Risk of myocardial infarction (MI) associated with acute exacerbations of COPD (AECOPD): effect modification bycardiovascular drugs
Authors Kieran J Rothnie1,2, Hana Müllerová3, Liam Smeeth2, Neil Pearce2, Ian Douglas2, Jennifer K Quint1,2
Author affiliations
1. Respiratory Epidemiology, Public Health and Occupational Medicine, National Heart and Lung Institute, Imperial College London
2. Faculty of Epidemiology and Population Health, London School of Hygiene and Tropical Medicine
3. Respiratory Epidemiology, GlaxoSmithKline R&D, Uxbridge
Background
Chronic obstructive pulmonary disease is a common progressive disease characterised by airflow limitation which is not reversible.
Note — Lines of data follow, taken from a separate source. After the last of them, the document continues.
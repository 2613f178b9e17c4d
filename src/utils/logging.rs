// src/utils/logging.rs

use env_logger::{Builder, Env};
use log::LevelFilter;

/// Environment variable that overrides the log filter (env_logger syntax).
pub const LOG_ENV: &str = "PTY_BRIDGE_LOG";

/// Initializes logging using `env_logger`.
///
/// The default level is `Info`, or `Debug` when `debug` is set. A filter in the
/// `PTY_BRIDGE_LOG` environment variable takes precedence over both.
///
/// Calling this more than once is harmless; later calls only report that a
/// logger is already installed.
///
/// # Examples
///
/// ```rust
/// pty_ws_bridge::utils::logging::initialize_logging(false);
/// log::info!("Logging has been initialized.");
/// ```
pub fn initialize_logging(debug: bool) {
  let default_level = if debug {
    LevelFilter::Debug
  } else {
    LevelFilter::Info
  };

  let mut builder = Builder::new();
  builder.filter_level(default_level);
  // Applied after the default so the environment wins.
  builder.parse_env(Env::default().filter(LOG_ENV));

  if let Err(e) = builder.try_init() {
    // Logger is already initialized; log the information and proceed.
    eprintln!("Logger already initialized: {}", e);
  }
  log::debug!("Logging initialized");
}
Acute exacerbations of chronic obstructive pulmonary disease (AECOPD) are worsening of symptoms of cough, dyspnoea and sputum production and are often triggered by infections. Previous studies have suggested that AECOPD may represent periods of increased risk of myocardial infarction (MI) for those with COPD.
Objectives
We aimed to use a within person design to investigate whether use of beta-blockers modifies the relationship between AECOPD and risk of MI.
Methods
We identified COPD patients with both an AECOPD and a first MI between 01/01/04-31/03/14 from the UK Clinical Practice Research Datalink (CPRD) and Hospital Episodes Statistics using previously validated algorithms. We performed a self-controlled case series to make within person comparisons of the rate of MI in the 91 days following onset of an AECOPD compared to their own stable periods for both frequent(≥2 per year) and infrequent exacerbators (<2 per year) measured in the year before entry to the study.Analyses were adjusted for the effects of season and we controlled for age in 5 year age bands. We then investigated effect modification by beta-blockers, defined as at least one prescription in the year before entry to the study.
Results
We included 3,886 COPD patients with a first MI. Risk of MI was elevated in the 91 days following an AECOPD compared to stable periods for both frequent (IRR 1.19, 95% CI 1.08-1.31), and infrequent exacerbators (IRR 1.49, 95% CI 1.30-1.71). The effect of AECOPD on MI was modified by use of beta-blockers for both frequent (users IRR 1.08, 0.92-1.27; non-users IRR 1.27, 1.12-1.44; p for interaction 0.006) and infrequent exacerbators (users IRR 1.44, 1.18-1.76; non-users IRR 1.55, 1.27-1.89;p for interaction 0.001).
Conclusions
AECOPD represent a period of increased risk of MI for those with COPD. The effect of AECOPD on risk of MI is lowerin beta-blocker users.